Nefis ve şeytan ikilisi insanın ayağını kaydırmak için gece gündüz yılmadan bıkmadan çalışır ki kişi kötüyse daha kötü hale gelsin, iyiyse de elindeki güzellikleri azar azar kaybetsin diye. Asla günah işlememiş ve işlemeyecek olan Peygamber(sav)’in “Allah’ım beni göz açıp kapayıncaya kadar, hatta ondan daha az bir zaman bile nefsimle baş başa bırakma.” (Ebû Davud, Edeb, 110) diye dua etmesi olayın ciddiyetini anlamamız için yeter de artar bile.

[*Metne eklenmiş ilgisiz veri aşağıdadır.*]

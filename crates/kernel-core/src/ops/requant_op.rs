// Copyright (c) 2025 Dimitris Kafetzis
//
// Licensed under the MIT License.
// See LICENSE file in the project root for full license information.
//
// SPDX-License-Identifier: MIT

//! RequantShift: narrowing of wide accumulators with per-group scales.
//!
//! The layouts differ only in how the group of flat index `i` is found:
//! `i % channels` for channel-last data, `i / (H * W)` for channel-first data.
//! Input and output must not alias.

use crate::arith::Saturate;
use crate::{Requant, WorkPartition};

/// Requantizes a channel-last (`NHWC`) tensor, one scale pair per channel.
///
/// Worker `c` of `n` handles flat indices `c, c + n, ...`.
pub fn requant_shift_nhwc<I, O>(
    input: &[I],
    output: &mut [O],
    channels: usize,
    rq: &Requant<'_>,
    part: WorkPartition,
) where
    I: Copy + Into<i32>,
    O: Saturate,
{
    debug_assert_eq!(input.len(), output.len());
    for i in part.strided(input.len()) {
        output[i] = rq.apply_to(input[i].into(), i % channels);
    }
}

/// Requantizes a channel-first (`NCHW`) tensor, one scale pair per `hw`-long plane.
///
/// Worker `c` of `n` handles flat indices `c, c + n, ...`.
pub fn requant_shift_nchw<I, O>(
    input: &[I],
    output: &mut [O],
    hw: usize,
    rq: &Requant<'_>,
    part: WorkPartition,
) where
    I: Copy + Into<i32>,
    O: Saturate,
{
    debug_assert_eq!(input.len(), output.len());
    for i in part.strided(input.len()) {
        output[i] = rq.apply_to(input[i].into(), i / hw);
    }
}

/// Channel-first requantization with whole planes assigned to each worker.
///
/// Planes are split into contiguous blocks, so every worker touches one
/// contiguous region of `output`.
pub fn requant_shift_nchw_planes<I, O>(
    input: &[I],
    output: &mut [O],
    hw: usize,
    rq: &Requant<'_>,
    part: WorkPartition,
) where
    I: Copy + Into<i32>,
    O: Saturate,
{
    debug_assert_eq!(input.len(), output.len());
    if hw == 0 {
        return;
    }
    let planes = input.len() / hw;
    for g in part.block(planes) {
        let src = &input[g * hw..(g + 1) * hw];
        let dst = &mut output[g * hw..(g + 1) * hw];
        for (d, &s) in dst.iter_mut().zip(src) {
            *d = rq.apply_to(s.into(), g);
        }
    }
}

#[cfg(test)]
mod tests {
    use super::*;
    use crate::QuantScale;

    fn nhwc_all<I: Copy + Into<i32>, O: Saturate>(
        input: &[I],
        channels: usize,
        rq: &Requant<'_>,
        n: usize,
    ) -> Vec<O> {
        let mut out = vec![O::default(); input.len()];
        for part in WorkPartition::team(n) {
            requant_shift_nhwc(input, &mut out, channels, rq, part);
        }
        out
    }

    #[test]
    fn test_nhwc_known_values() {
        let mul = [2, 2, 2];
        let add = [1, 1, 1];
        let rq = Requant::new(QuantScale::per_channel(&mul, &add).unwrap(), 1)
            .with_rounding(true)
            .with_range(-128, 127)
            .unwrap();
        let out: Vec<i8> = nhwc_all(&[10i8, -5, 3], 3, &rq, 1);
        assert_eq!(out, vec![11, -4, 4]);
    }

    #[test]
    fn test_zero_shift_is_plain_affine() {
        let rq = Requant::new(QuantScale::uniform(3, -7), 0)
            .with_rounding(true)
            .with_offsets(2, 5)
            .for_output::<i8>();
        let input = [0i32, 10, -10, 100];
        let out: Vec<i8> = nhwc_all(&input, 1, &rq, 1);
        let expected: Vec<i8> = input
            .iter()
            .map(|&x| ((x + 2) * 3 - 7 + 5).clamp(-128, 127) as i8)
            .collect();
        assert_eq!(out, expected);
    }

    #[test]
    fn test_nchw_groups_by_plane() {
        let mul = [1, 10];
        let add = [0, 0];
        let rq = Requant::new(QuantScale::per_channel(&mul, &add).unwrap(), 0).for_output::<i8>();
        let input = [1i16, 2, 3, 1, 2, 3];
        let mut out = [0i8; 6];
        requant_shift_nchw(&input, &mut out, 3, &rq, WorkPartition::single());
        assert_eq!(out, [1, 2, 3, 10, 20, 30]);

        let mut planes = [0i8; 6];
        for part in WorkPartition::team(2) {
            requant_shift_nchw_planes(&input, &mut planes, 3, &rq, part);
        }
        assert_eq!(planes, out);
    }

    #[test]
    fn test_uniform_matches_constant_per_channel() {
        let mul = [7; 4];
        let add = [-3; 4];
        let per_channel = Requant::new(QuantScale::per_channel(&mul, &add).unwrap(), 3)
            .with_rounding(true)
            .for_output::<i8>();
        let uniform = Requant {
            scale: QuantScale::uniform(7, -3),
            ..per_channel
        };
        let input: Vec<i32> = (-200..200).collect();
        let a: Vec<i8> = nhwc_all(&input, 4, &per_channel, 3);
        let b: Vec<i8> = nhwc_all(&input, 4, &uniform, 3);
        assert_eq!(a, b);
    }

    #[test]
    fn test_unsigned_output() {
        let rq = Requant::new(QuantScale::uniform(1, 0), 0)
            .with_offsets(0, 128)
            .for_output::<u8>();
        let out: Vec<u8> = nhwc_all(&[-128i8, 0, 127], 1, &rq, 1);
        assert_eq!(out, vec![0, 128, 255]);
    }

    #[test]
    fn test_multi_worker_equivalence() {
        let mul: Vec<i32> = (1..=5).collect();
        let add: Vec<i32> = (0..5).map(|a| a * 3 - 6).collect();
        let rq = Requant::new(QuantScale::per_channel(&mul, &add).unwrap(), 2)
            .with_rounding(true)
            .with_offsets(-3, 4)
            .for_output::<i8>();
        let input: Vec<i16> = (0..95).map(|i| (i * 37 % 511 - 255) as i16).collect();
        let reference: Vec<i8> = nhwc_all(&input, 5, &rq, 1);
        for n in [2, 3, 4, 7] {
            assert_eq!(nhwc_all::<i16, i8>(&input, 5, &rq, n), reference, "n = {n}");
        }
    }

    #[test]
    fn test_each_worker_writes_only_its_share() {
        let rq = Requant::new(QuantScale::uniform(1, 0), 0).with_range(-100, 100).unwrap();
        let input = vec![0i8; 23];
        let mut hits = vec![0u32; 23];
        for part in WorkPartition::team(4) {
            // 127 is unreachable under the [-100, 100] clamp.
            let mut out = vec![127i8; 23];
            requant_shift_nhwc(&input, &mut out, 1, &rq, part);
            for (h, &o) in hits.iter_mut().zip(&out) {
                if o != 127 {
                    *h += 1;
                }
            }
        }
        assert!(hits.iter().all(|&h| h == 1));
    }
}
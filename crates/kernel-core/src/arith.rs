// Copyright (c) 2025 Dimitris Kafetzis
//
// Licensed under the MIT License.
// See LICENSE file in the project root for full license information.
//
// SPDX-License-Identifier: MIT

//! Saturating and rounding integer helpers shared by every fixed-point kernel.
//!
//! Integer arithmetic inside the kernels is performed as wrapping 32-bit
//! arithmetic, matching the two's-complement behaviour of the target cores.
//! Accumulators are assumed not to overflow for the reduction lengths used
//! in practice; nothing checks this.

/// Returns `x` if it lies in `[low, high]`, otherwise the nearer bound.
#[inline(always)]
pub fn clamp(x: i32, low: i32, high: i32) -> i32 {
    if x < low {
        low
    } else if x > high {
        high
    } else {
        x
    }
}

/// Sign of `x` as `-1`, `0` or `1`.
#[inline(always)]
pub fn sgn(x: i32) -> i32 {
    (x > 0) as i32 - (x < 0) as i32
}

/// Rounding bias added before a right shift by `log2d`.
///
/// `1 << (log2d - 1)` when `rounding` is set, otherwise 0. A zero shift has
/// no bias.
#[inline(always)]
pub fn round_bias(log2d: u32, rounding: bool) -> i32 {
    if rounding && log2d > 0 {
        1i32.wrapping_shl(log2d - 1)
    } else {
        0
    }
}

/// Arithmetic right shift with optional round-half-up bias.
///
/// Without rounding the result truncates toward negative infinity.
#[inline(always)]
pub fn shift_round(x: i32, log2d: u32, rounding: bool) -> i32 {
    x.wrapping_add(round_bias(log2d, rounding)) >> log2d.min(31)
}

/// Integer division rounding half away from zero:
/// `(nom + sgn(nom) * (denom >> 1)) / denom`.
///
/// This is the convention of the requantized division kernels and is kept
/// distinct from [`shift_round`]. `denom` must be non-zero.
#[inline(always)]
pub fn div_round(nom: i32, denom: i32) -> i32 {
    nom.wrapping_add(sgn(nom).wrapping_mul(denom >> 1)) / denom
}

/// Integer types a fixed-point kernel can saturate its result into.
pub trait Saturate: Copy + Default + Send + Sync + 'static {
    /// Smallest representable value, widened.
    const MIN: i32;
    /// Largest representable value, widened.
    const MAX: i32;

    /// Clamps `x` into `[low, high]` and narrows. The bounds must lie inside
    /// the type's own range.
    fn saturate(x: i32, low: i32, high: i32) -> Self;

    /// Clamps `x` into the full range of the type.
    #[inline(always)]
    fn saturate_full(x: i32) -> Self {
        Self::saturate(x, Self::MIN, Self::MAX)
    }
}

macro_rules! impl_saturate {
    ($($t:ty),*) => {$(
        impl Saturate for $t {
            const MIN: i32 = <$t>::MIN as i32;
            const MAX: i32 = <$t>::MAX as i32;

            #[inline(always)]
            fn saturate(x: i32, low: i32, high: i32) -> Self {
                let low = low.max(<Self as Saturate>::MIN);
                let high = high.min(<Self as Saturate>::MAX);
                clamp(x, low, high) as $t
            }
        }
    )*};
}

impl_saturate!(i8, u8, i16, u16);

impl Saturate for i32 {
    const MIN: i32 = i32::MIN;
    const MAX: i32 = i32::MAX;

    #[inline(always)]
    fn saturate(x: i32, low: i32, high: i32) -> Self {
        clamp(x, low, high)
    }
}

/// Integer square root by bisection over a 32-bit fixed-point value.
///
/// Searches `[0, 46342]` for `root` with `(root * root) >> frac_bits == number`,
/// falling back to the last candidate whose square was below `number`. With
/// `frac_bits == 0` this is `floor(sqrt(number))`. Non-positive inputs return 0.
/// Squares are formed in 64 bits so that the upper bisection bound cannot wrap.
pub fn sqrt_q32(number: i32, frac_bits: u32) -> i32 {
    if number <= 0 {
        return 0;
    }
    let target = number as i64;
    let mut start: i64 = 0;
    // Smallest integer whose square exceeds i32::MAX.
    let mut end: i64 = 46342;
    let mut root: i64 = 0;

    while start <= end {
        let mid = (start + end) >> 1;
        let sq = (mid * mid) >> frac_bits;
        if sq == target {
            root = mid;
            break;
        }
        if sq < target {
            start = mid + 1;
            root = mid;
        } else {
            end = mid - 1;
        }
    }
    root as i32
}

/// `sum / len + 1` as a [`sqrt_q32`] argument, clamped to `[1, i32::MAX]`.
///
/// The integer norms reduce their squares in 64 bits, so wide rows cannot
/// wrap into a zero standard deviation.
#[inline]
pub fn mean_square_arg(sum: i64, len: usize) -> i32 {
    (sum / len.max(1) as i64 + 1).clamp(1, i64::from(i32::MAX)) as i32
}

/// 16-bit counterpart of [`sqrt_q32`], bisecting over `[0, 255]`.
pub fn sqrt_q16(number: i16, frac_bits: u32) -> i16 {
    if number <= 0 {
        return 0;
    }
    let target = number as i32;
    let mut start: i32 = 0;
    let mut end: i32 = 255;
    let mut root: i32 = 0;

    while start <= end {
        let mid = (start + end) >> 1;
        let sq = (mid * mid) >> frac_bits;
        if sq == target {
            root = mid;
            break;
        }
        if sq < target {
            start = mid + 1;
            root = mid;
        } else {
            end = mid - 1;
        }
    }
    root as i16
}

#[cfg(test)]
mod tests {
    use super::*;
    use proptest::prelude::*;

    #[test]
    fn test_clamp() {
        assert_eq!(clamp(5, -128, 127), 5);
        assert_eq!(clamp(300, -128, 127), 127);
        assert_eq!(clamp(-300, -128, 127), -128);
    }

    #[test]
    fn test_round_bias_zero_shift() {
        assert_eq!(round_bias(0, true), 0);
        assert_eq!(round_bias(0, false), 0);
        assert_eq!(round_bias(1, true), 1);
        assert_eq!(round_bias(4, true), 8);
        assert_eq!(round_bias(4, false), 0);
    }

    #[test]
    fn test_shift_round_modes() {
        // 5 / 2 = 2.5: round-half-up gives 3, truncation gives 2.
        assert_eq!(shift_round(5, 1, true), 3);
        assert_eq!(shift_round(5, 1, false), 2);
        // -5 / 2 = -2.5: round-half-up gives -2, floor gives -3.
        assert_eq!(shift_round(-5, 1, true), -2);
        assert_eq!(shift_round(-5, 1, false), -3);
        assert_eq!(shift_round(-7, 0, true), -7);
    }

    #[test]
    fn test_div_round_half_away_from_zero() {
        assert_eq!(div_round(5, 2), 3);
        assert_eq!(div_round(-5, 2), -3);
        assert_eq!(div_round(7, 4), 2);
        assert_eq!(div_round(-7, 4), -2);
        assert_eq!(div_round(4, 4), 1);
        assert_eq!(div_round(0, 3), 0);
        // Differs from shift rounding on negative ties.
        assert_ne!(div_round(-5, 2), shift_round(-5, 1, true));
    }

    #[test]
    fn test_saturate() {
        assert_eq!(i8::saturate_full(200), 127);
        assert_eq!(i8::saturate_full(-200), -128);
        assert_eq!(u8::saturate_full(-3), 0);
        assert_eq!(i8::saturate(50, -10, 10), 10);
        // Bounds outside the type range are tightened to the type range.
        assert_eq!(i8::saturate(1000, -1000, 1000), 127);
    }

    #[test]
    fn test_saturate_bounds_are_widened() {
        assert_eq!(<i8 as Saturate>::MIN, -128);
        assert_eq!(<u8 as Saturate>::MAX, 255);
        assert_eq!(<i16 as Saturate>::MIN, -32768);
        assert_eq!(<u16 as Saturate>::MAX, 65535);

        assert_eq!(u16::saturate(70_000, i32::MIN, i32::MAX), u16::MAX);
        assert_eq!(u16::saturate(-1, i32::MIN, i32::MAX), 0);
        assert_eq!(i16::saturate(-40_000, -40_000, 0), i16::MIN);
        assert_eq!(i16::saturate_full(12_345), 12_345);
    }

    #[test]
    fn test_mean_square_arg_range() {
        assert_eq!(mean_square_arg(0, 4), 1);
        assert_eq!(mean_square_arg(50, 4), 13);
        assert_eq!(mean_square_arg(i64::MAX, 1), i32::MAX);
        assert!(sqrt_q32(mean_square_arg(3_000_000_000, 1), 0) > 0);
    }

    #[test]
    fn test_sqrt_q32_boundaries() {
        assert_eq!(sqrt_q32(0, 0), 0);
        assert_eq!(sqrt_q32(-5, 0), 0);
        assert_eq!(sqrt_q32(1, 0), 1);
        assert_eq!(sqrt_q32(15, 0), 3);
        assert_eq!(sqrt_q32(16, 0), 4);
        assert_eq!(sqrt_q32(i32::MAX, 0), 46340);
        assert_eq!(sqrt_q32(46340 * 46340, 0), 46340);
        assert_eq!(sqrt_q32(46340 * 46340 - 1, 0), 46339);
    }

    #[test]
    fn test_sqrt_q32_fractional() {
        // 2.0 in Q8 is 512; sqrt(2.0) = 1.414 -> 362 in Q8 (362^2 >> 8 = 511).
        assert_eq!(sqrt_q32(512, 8), 362);
    }

    #[test]
    fn test_sqrt_q16() {
        assert_eq!(sqrt_q16(0, 0), 0);
        assert_eq!(sqrt_q16(100, 0), 10);
        assert_eq!(sqrt_q16(99, 0), 9);
        assert_eq!(sqrt_q16(i16::MAX, 0), 181);
    }

    #[test]
    fn test_sqrt_q32_sampled_range() {
        let mut n: i64 = 0;
        while n <= i32::MAX as i64 {
            let r = sqrt_q32(n as i32, 0) as i64;
            assert!(r * r <= n, "n={n} r={r}");
            assert!((r + 1) * (r + 1) > n, "n={n} r={r}");
            n += 65_521;
        }
    }

    proptest! {
        #[test]
        fn prop_sqrt_q32_bracket(n in 0i32..=i32::MAX) {
            let r = sqrt_q32(n, 0) as i64;
            let n = n as i64;
            prop_assert!(r * r <= n);
            prop_assert!((r + 1) * (r + 1) > n);
        }

        #[test]
        fn prop_shift_round_matches_floor_division(x in -1_000_000i32..1_000_000, s in 1u32..16) {
            let truncated = shift_round(x, s, false) as i64;
            prop_assert_eq!(truncated, (x as i64).div_euclid(1i64 << s));
        }
    }
}
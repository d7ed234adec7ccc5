// Copyright (c) 2025 Dimitris Kafetzis
//
// Licensed under the MIT License.
// See LICENSE file in the project root for full license information.
//
// SPDX-License-Identifier: MIT

//! Target profiles.
//!
//! A profile is the thin per-platform adapter that decides how many workers
//! a kernel call is split across. How each platform obtains its core index
//! is outside the kernels; the harness only needs the worker count.

use crate::HarnessError;
use std::fmt;
use std::str::FromStr;

/// Platforms the harness can emulate.
#[derive(Debug, Clone, Copy, PartialEq, Eq, Hash, serde::Serialize, serde::Deserialize)]
#[serde(rename_all = "kebab-case")]
pub enum Target {
    /// The host machine, one worker per available CPU.
    Generic,
    /// PULP cluster (8 cores).
    Pulp,
    /// Snitch cluster (8 compute cores).
    Snitch,
    /// MemPool (256 cores).
    Mempool,
    /// GAP9 cluster (8 cores).
    Gap9,
    /// Single-core Arm emulation.
    QemuArm,
}

impl Target {
    pub const ALL: [Target; 6] = [
        Target::Generic,
        Target::Pulp,
        Target::Snitch,
        Target::Mempool,
        Target::Gap9,
        Target::QemuArm,
    ];

    pub fn name(self) -> &'static str {
        match self {
            Target::Generic => "generic",
            Target::Pulp => "pulp",
            Target::Snitch => "snitch",
            Target::Mempool => "mempool",
            Target::Gap9 => "gap9",
            Target::QemuArm => "qemu-arm",
        }
    }

    /// Number of workers a kernel call is split across on this target.
    pub fn default_cores(self) -> usize {
        match self {
            Target::Generic => std::thread::available_parallelism()
                .map(|n| n.get())
                .unwrap_or(4),
            Target::Pulp | Target::Snitch | Target::Gap9 => 8,
            Target::Mempool => 256,
            Target::QemuArm => 1,
        }
    }
}

impl fmt::Display for Target {
    fn fmt(&self, f: &mut fmt::Formatter<'_>) -> fmt::Result {
        f.write_str(self.name())
    }
}

impl FromStr for Target {
    type Err = HarnessError;

    fn from_str(s: &str) -> Result<Self, Self::Err> {
        let lower = s.to_lowercase();
        Target::ALL
            .into_iter()
            .find(|t| t.name() == lower)
            .ok_or_else(|| HarnessError::UnknownTarget(s.to_string()))
    }
}

#[cfg(test)]
mod tests {
    use super::*;

    #[test]
    fn test_parse_names() {
        for t in Target::ALL {
            assert_eq!(t.name().parse::<Target>().unwrap(), t);
        }
        assert_eq!("PULP".parse::<Target>().unwrap(), Target::Pulp);
        assert!(matches!("riscv".parse::<Target>(), Err(HarnessError::UnknownTarget(_))));
    }

    #[test]
    fn test_core_counts() {
        assert_eq!(Target::Mempool.default_cores(), 256);
        assert_eq!(Target::QemuArm.default_cores(), 1);
        assert!(Target::Generic.default_cores() >= 1);
    }
}
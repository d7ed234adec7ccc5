// Copyright (c) 2025 Dimitris Kafetzis
//
// Licensed under the MIT License.
// See LICENSE file in the project root for full license information.
//
// SPDX-License-Identifier: MIT

//! Shape descriptors passed alongside flat buffers.
//!
//! Buffers carry no shape metadata. These small `Copy` descriptors hold the
//! explicit dimension parameters and the derived output extents.

use crate::KernelError;
use std::fmt;

/// Dimensions of `Y[M, P] = A[M, N] * B[N, P]`.
#[derive(Debug, Clone, Copy, PartialEq, Eq, Hash, serde::Serialize, serde::Deserialize)]
pub struct GemmShape {
    pub m: usize,
    pub n: usize,
    pub p: usize,
}

impl GemmShape {
    pub const fn new(m: usize, n: usize, p: usize) -> Self {
        Self { m, n, p }
    }

    pub fn a_len(&self) -> usize {
        self.m * self.n
    }

    pub fn b_len(&self) -> usize {
        self.n * self.p
    }

    pub fn y_len(&self) -> usize {
        self.m * self.p
    }

    /// Flat index of logical `A[row, k]`, stored transposed when `trans` is set.
    #[inline(always)]
    pub fn a_index(&self, row: usize, k: usize, trans: bool) -> usize {
        if trans {
            k * self.m + row
        } else {
            row * self.n + k
        }
    }

    /// Flat index of logical `B[k, col]`, stored transposed when `trans` is set.
    #[inline(always)]
    pub fn b_index(&self, k: usize, col: usize, trans: bool) -> usize {
        if trans {
            col * self.n + k
        } else {
            k * self.p + col
        }
    }
}

impl fmt::Display for GemmShape {
    fn fmt(&self, f: &mut fmt::Formatter<'_>) -> fmt::Result {
        write!(f, "[{}x{}] * [{}x{}]", self.m, self.n, self.n, self.p)
    }
}

/// Explicit zero-padding amounts.
#[derive(Debug, Clone, Copy, Default, PartialEq, Eq, Hash, serde::Serialize, serde::Deserialize)]
pub struct Padding {
    pub top: usize,
    pub bottom: usize,
    pub left: usize,
    pub right: usize,
}

impl Padding {
    pub const fn uniform(pad: usize) -> Self {
        Self {
            top: pad,
            bottom: pad,
            left: pad,
            right: pad,
        }
    }

    pub fn is_zero(&self) -> bool {
        *self == Self::default()
    }
}

/// Geometry of a 2-D convolution or pooling window.
///
/// `c`, `h`, `w` describe the input, `f` the number of filters (output
/// channels), `p`, `q` the window and `sp`, `sq` the strides.
#[derive(Debug, Clone, Copy, PartialEq, Eq, Hash, serde::Serialize, serde::Deserialize)]
pub struct ConvShape {
    pub c: usize,
    pub h: usize,
    pub w: usize,
    pub f: usize,
    pub p: usize,
    pub q: usize,
    pub sp: usize,
    pub sq: usize,
    pub padding: Padding,
}

impl ConvShape {
    /// Unit-stride, unpadded geometry.
    pub const fn new(c: usize, h: usize, w: usize, f: usize, p: usize, q: usize) -> Self {
        Self {
            c,
            h,
            w,
            f,
            p,
            q,
            sp: 1,
            sq: 1,
            padding: Padding {
                top: 0,
                bottom: 0,
                left: 0,
                right: 0,
            },
        }
    }

    pub fn with_stride(mut self, sp: usize, sq: usize) -> Self {
        self.sp = sp;
        self.sq = sq;
        self
    }

    pub fn with_padding(mut self, padding: Padding) -> Self {
        self.padding = padding;
        self
    }

    /// Checks that strides are non-zero and the window fits the padded input.
    ///
    /// # Errors
    /// Returns [`KernelError::InvalidShape`] describing the first violated rule.
    pub fn validate(self) -> Result<Self, KernelError> {
        if self.sp == 0 || self.sq == 0 {
            return Err(KernelError::InvalidShape {
                op: "conv2d",
                detail: format!("zero stride ({}, {})", self.sp, self.sq),
            });
        }
        if self.p == 0 || self.q == 0 {
            return Err(KernelError::InvalidShape {
                op: "conv2d",
                detail: format!("empty window {}x{}", self.p, self.q),
            });
        }
        if self.p > self.padded_h() || self.q > self.padded_w() {
            return Err(KernelError::InvalidShape {
                op: "conv2d",
                detail: format!(
                    "window {}x{} larger than padded input {}x{}",
                    self.p,
                    self.q,
                    self.padded_h(),
                    self.padded_w()
                ),
            });
        }
        Ok(self)
    }

    pub fn padded_h(&self) -> usize {
        self.h + self.padding.top + self.padding.bottom
    }

    pub fn padded_w(&self) -> usize {
        self.w + self.padding.left + self.padding.right
    }

    /// `H_out = (H_padded - P) / SP + 1`.
    pub fn out_h(&self) -> usize {
        (self.padded_h() - self.p) / self.sp + 1
    }

    /// `W_out = (W_padded - Q) / SQ + 1`.
    pub fn out_w(&self) -> usize {
        (self.padded_w() - self.q) / self.sq + 1
    }

    pub fn input_len(&self) -> usize {
        self.c * self.h * self.w
    }

    /// Weight elements of a dense convolution (`F * C * P * Q`).
    pub fn weight_len(&self) -> usize {
        self.f * self.c * self.p * self.q
    }

    /// Length of one receptive field (`C * P * Q`), the im2col row length.
    pub fn patch_len(&self) -> usize {
        self.c * self.p * self.q
    }

    pub fn output_len(&self) -> usize {
        self.f * self.out_h() * self.out_w()
    }
}

impl fmt::Display for ConvShape {
    fn fmt(&self, f: &mut fmt::Formatter<'_>) -> fmt::Result {
        write!(
            f,
            "[{}x{}x{}] * [{}x{}x{}x{}] /({},{}) -> [{}x{}x{}]",
            self.c,
            self.h,
            self.w,
            self.f,
            self.c,
            self.p,
            self.q,
            self.sp,
            self.sq,
            self.f,
            self.out_h(),
            self.out_w()
        )
    }
}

Peki ne yapmalı ki unutkanlığa düşmemeli, sadakati kaybetmemeli… Unutmayalım ki “Ev sadakatle ayakta durur, takvayla korunur, güvenle güzelleşir.” İşte, kazandığımız sadakati kaybetmemenin ve evi ayakta tutmanın en büyük dayanağı takvadır. Takva –malumunuz- Allah korkusudur. “Allah’tan korkmamıza gerek yok, Allah çok şefkatli ve merhametlidir.” der bazıları. O zaman da deriz ki takva, Allah’ı n rızasını kaybetme korkusudur.
Hz. Ömer, Ubeyy b. Ka’b’a “Takva nedir?” diye sormuş. Hz. Ubeyy “Sen hiç dikenli yolda yürüdün mü?” demiş. Hz. Ömer de “Evet, yürüdüm.” demiş. “Peki, o yolda yürürken ne yaptın?” diye ikinci bir soru sormuş. Hz. Ömer “Elbiselerimi topladım ve olabildiğince korundum.” deyince Hz. Ubeyy “İşte takva budur.” demiş.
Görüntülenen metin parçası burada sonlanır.